=== MATERIAL SUPPLIED ===
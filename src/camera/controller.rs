use std::f32::consts::{PI, TAU};

use glam::{Vec2, Vec3};

use crate::camera::core::Camera;
use crate::input::{InputEvent, MouseButton};
use crate::options::CameraOptions;

/// Keeps the polar angle away from the poles so `look_at` never degenerates.
const POLAR_EPSILON: f32 = 1e-3;
/// Base dolly factor per wheel notch at zoom speed 1.
const ZOOM_BASE: f32 = 0.95;
/// Pending motion below this magnitude is dropped when damping.
const SETTLE_EPSILON: f32 = 1e-6;

#[derive(Debug, Clone, Copy, PartialEq, Eq)]
enum DragState {
    None,
    Rotate,
    Pan,
}

/// Spherical coordinates of the eye around the target, Y up.
#[derive(Debug, Clone, Copy, PartialEq)]
struct Spherical {
    radius: f32,
    /// Azimuth around +Y, measured from +Z toward +X.
    theta: f32,
    /// Polar angle from +Y.
    phi: f32,
}

impl Spherical {
    fn from_offset(offset: Vec3) -> Self {
        let radius = offset.length();
        if radius == 0.0 {
            return Self {
                radius: 0.0,
                theta: 0.0,
                phi: 0.0,
            };
        }
        Self {
            radius,
            theta: offset.x.atan2(offset.z),
            phi: (offset.y / radius).clamp(-1.0, 1.0).acos(),
        }
    }

    fn to_offset(self) -> Vec3 {
        let sin_phi_radius = self.phi.sin() * self.radius;
        Vec3::new(
            sin_phi_radius * self.theta.sin(),
            self.phi.cos() * self.radius,
            sin_phi_radius * self.theta.cos(),
        )
    }
}

/// Orbit controller: maps pointer input into eye/target changes around a
/// pivot.
///
/// Input only accumulates pending motion; [`update`](Self::update) applies
/// it to the camera once per frame. With damping enabled, each update
/// applies a fraction of the pending motion and decays the rest, giving
/// inertia after the pointer is released.
#[derive(Debug, Clone)]
pub struct OrbitController {
    target: Vec3,
    spherical_delta: Vec2,
    pan_offset: Vec3,
    scale: f32,

    drag: DragState,
    shift_pressed: bool,
    last_cursor: Option<Vec2>,
    viewport_height: f32,

    enable_damping: bool,
    damping_factor: f32,
    rotate_speed: f32,
    pan_speed: f32,
    zoom_speed: f32,
    min_distance: f32,
    max_distance: f32,
}

impl OrbitController {
    /// Controller pivoting around `options.target`.
    #[must_use]
    pub fn new(options: &CameraOptions) -> Self {
        Self {
            target: Vec3::from_array(options.target),
            spherical_delta: Vec2::ZERO,
            pan_offset: Vec3::ZERO,
            scale: 1.0,
            drag: DragState::None,
            shift_pressed: false,
            last_cursor: None,
            viewport_height: 1.0,
            enable_damping: options.enable_damping,
            damping_factor: options.damping_factor.clamp(0.0, 1.0),
            rotate_speed: options.rotate_speed,
            pan_speed: options.pan_speed,
            zoom_speed: options.zoom_speed,
            min_distance: options.min_distance.max(0.0),
            max_distance: options.max_distance.max(options.min_distance),
        }
    }

    /// Current orbit pivot.
    #[must_use]
    pub fn target(&self) -> Vec3 {
        self.target
    }

    /// Move the orbit pivot.
    pub fn set_target(&mut self, target: Vec3) {
        self.target = target;
    }

    /// Height of the input surface in logical pixels; converts pointer
    /// travel into angles.
    pub fn set_viewport_height(&mut self, height: u32) {
        self.viewport_height = height.max(1) as f32;
    }

    /// Whether any motion is still pending (input or damping inertia).
    #[must_use]
    pub fn is_moving(&self) -> bool {
        self.spherical_delta != Vec2::ZERO
            || self.pan_offset != Vec3::ZERO
            || self.scale != 1.0
    }

    /// Queue a rotation around the vertical axis (radians).
    pub fn rotate_left(&mut self, angle: f32) {
        self.spherical_delta.x -= angle;
    }

    /// Queue a rotation toward the top pole (radians).
    pub fn rotate_up(&mut self, angle: f32) {
        self.spherical_delta.y -= angle;
    }

    /// Queue a pan of `delta` logical pixels using the camera's current
    /// basis, scaled so the pivot tracks the pointer.
    pub fn pan(&mut self, camera: &Camera, delta: Vec2) {
        let distance = (camera.eye - self.target).length()
            * (camera.fovy.to_radians() / 2.0).tan();
        let per_pixel = 2.0 * distance / self.viewport_height * self.pan_speed;
        self.pan_offset -= camera.right() * (delta.x * per_pixel);
        self.pan_offset += camera.screen_up() * (delta.y * per_pixel);
    }

    /// Queue a dolly toward the target (`steps > 0`) or away from it.
    pub fn dolly(&mut self, steps: f32) {
        let zoom = ZOOM_BASE.powf(self.zoom_speed);
        self.scale *= zoom.powf(steps);
    }

    /// Feed one input event. Returns `true` if the controller consumed it.
    pub fn handle_input(&mut self, camera: &Camera, event: &InputEvent) -> bool {
        match *event {
            InputEvent::MouseButton { button, pressed } => {
                self.drag = match (pressed, button) {
                    (false, _) => DragState::None,
                    (true, MouseButton::Left) if self.shift_pressed => DragState::Pan,
                    (true, MouseButton::Left) => DragState::Rotate,
                    (true, MouseButton::Right | MouseButton::Middle) => DragState::Pan,
                };
                true
            }
            InputEvent::ModifiersChanged { shift } => {
                self.shift_pressed = shift;
                true
            }
            InputEvent::CursorMoved { x, y } => {
                let current = Vec2::new(x, y);
                let delta = self
                    .last_cursor
                    .map_or(Vec2::ZERO, |last| current - last);
                self.last_cursor = Some(current);
                match self.drag {
                    DragState::None => false,
                    DragState::Rotate => {
                        let per_pixel = TAU / self.viewport_height * self.rotate_speed;
                        self.rotate_left(delta.x * per_pixel);
                        self.rotate_up(delta.y * per_pixel);
                        true
                    }
                    DragState::Pan => {
                        self.pan(camera, delta);
                        true
                    }
                }
            }
            InputEvent::Scroll { delta } => {
                self.dolly(delta);
                true
            }
        }
    }

    /// Advance one tick: apply pending motion to `camera` and decay (or
    /// clear) it.
    pub fn update(&mut self, camera: &mut Camera) {
        let mut spherical = Spherical::from_offset(camera.eye - self.target);
        let factor = if self.enable_damping {
            self.damping_factor
        } else {
            1.0
        };

        spherical.theta += self.spherical_delta.x * factor;
        spherical.phi += self.spherical_delta.y * factor;
        spherical.phi = spherical.phi.clamp(POLAR_EPSILON, PI - POLAR_EPSILON);
        spherical.radius =
            (spherical.radius * self.scale).clamp(self.min_distance, self.max_distance);
        self.target += self.pan_offset * factor;

        camera.target = self.target;
        camera.eye = self.target + spherical.to_offset();
        camera.up = Vec3::Y;

        self.scale = 1.0;
        if self.enable_damping {
            self.spherical_delta *= 1.0 - factor;
            self.pan_offset *= 1.0 - factor;
            if self.spherical_delta.length() < SETTLE_EPSILON {
                self.spherical_delta = Vec2::ZERO;
            }
            if self.pan_offset.length() < SETTLE_EPSILON {
                self.pan_offset = Vec3::ZERO;
            }
        } else {
            self.spherical_delta = Vec2::ZERO;
            self.pan_offset = Vec3::ZERO;
        }
    }
}

#[cfg(test)]
mod tests {
    use super::*;

    fn setup(options: &CameraOptions) -> (OrbitController, Camera) {
        let camera = Camera::new(
            Vec3::from_array(options.position),
            Vec3::from_array(options.target),
            1.0,
            options.fovy,
            options.znear,
            options.zfar,
        );
        let mut controls = OrbitController::new(options);
        controls.set_viewport_height(600);
        (controls, camera)
    }

    fn simple_options() -> CameraOptions {
        CameraOptions {
            position: [0.0, 0.0, 10.0],
            target: [0.0, 0.0, 0.0],
            ..CameraOptions::default()
        }
    }

    #[test]
    fn idle_update_keeps_position() {
        let options = CameraOptions::default();
        let (mut controls, mut camera) = setup(&options);
        let eye = camera.eye;
        controls.update(&mut camera);
        assert!((camera.eye - eye).length() < 1e-3);
        assert_eq!(camera.target, Vec3::from_array(options.target));
    }

    #[test]
    fn rotate_preserves_distance() {
        let (mut controls, mut camera) = setup(&simple_options());
        controls.rotate_left(0.5);
        controls.update(&mut camera);
        assert!(((camera.eye - camera.target).length() - 10.0).abs() < 1e-4);
        assert!(camera.eye.x.abs() > 1.0);
        assert!(!controls.is_moving());
    }

    #[test]
    fn polar_angle_is_clamped() {
        let (mut controls, mut camera) = setup(&simple_options());
        controls.rotate_up(10.0);
        controls.update(&mut camera);
        let offset = camera.eye - camera.target;
        assert!(offset.y < 10.0);
        assert!(offset.y > 9.99);
        assert!(offset.x.hypot(offset.z) > 1e-3);
        assert!(camera.build_matrix().is_finite());
    }

    #[test]
    fn polar_angle_is_clamped_at_south_pole() {
        let (mut controls, mut camera) = setup(&simple_options());
        controls.rotate_up(-10.0);
        controls.update(&mut camera);
        let offset = camera.eye - camera.target;
        assert!(offset.y > -10.0);
        assert!(offset.y < -9.99);
        assert!(camera.build_matrix().is_finite());
    }

    #[test]
    fn dolly_is_clamped_to_distance_limits() {
        let options = CameraOptions {
            min_distance: 5.0,
            max_distance: 20.0,
            ..simple_options()
        };
        let (mut controls, mut camera) = setup(&options);
        controls.dolly(100.0);
        controls.update(&mut camera);
        assert!(((camera.eye - camera.target).length() - 5.0).abs() < 1e-4);

        controls.dolly(-1000.0);
        controls.update(&mut camera);
        assert!(((camera.eye - camera.target).length() - 20.0).abs() < 1e-3);
    }

    #[test]
    fn left_drag_rotates_right_drag_pans() {
        let (mut controls, mut camera) = setup(&simple_options());
        let _ = controls.handle_input(&camera, &InputEvent::CursorMoved { x: 100.0, y: 100.0 });
        let _ = controls.handle_input(
            &camera,
            &InputEvent::MouseButton {
                button: MouseButton::Left,
                pressed: true,
            },
        );
        assert!(controls.handle_input(&camera, &InputEvent::CursorMoved { x: 130.0, y: 100.0 }));
        controls.update(&mut camera);
        assert_eq!(camera.target, Vec3::ZERO);
        assert!(camera.eye.x.abs() > 0.1);

        let _ = controls.handle_input(
            &camera,
            &InputEvent::MouseButton {
                button: MouseButton::Left,
                pressed: false,
            },
        );
        assert!(!controls.handle_input(&camera, &InputEvent::CursorMoved { x: 200.0, y: 100.0 }));

        let _ = controls.handle_input(
            &camera,
            &InputEvent::MouseButton {
                button: MouseButton::Right,
                pressed: true,
            },
        );
        let _ = controls.handle_input(&camera, &InputEvent::CursorMoved { x: 240.0, y: 120.0 });
        controls.update(&mut camera);
        assert_ne!(camera.target, Vec3::ZERO);
        assert!(((camera.eye - camera.target).length() - 10.0).abs() < 1e-3);
    }

    #[test]
    fn damping_carries_inertia() {
        let options = CameraOptions {
            enable_damping: true,
            damping_factor: 0.25,
            ..simple_options()
        };
        let (mut controls, mut camera) = setup(&options);
        controls.rotate_left(1.0);
        controls.update(&mut camera);
        let first = camera.eye;
        assert!(controls.is_moving());
        controls.update(&mut camera);
        assert_ne!(camera.eye, first);
        for _ in 0..200 {
            controls.update(&mut camera);
        }
        assert!(!controls.is_moving());
    }
}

=== WORK TO BE COMPLETED ===
Keep only those lines of the records that hold "steps", and return them.

=== SOLUTION ===
    /// Queue a dolly toward the target (`steps > 0`) or away from it.
    pub fn dolly(&mut self, steps: f32) {
        self.scale *= zoom.powf(steps);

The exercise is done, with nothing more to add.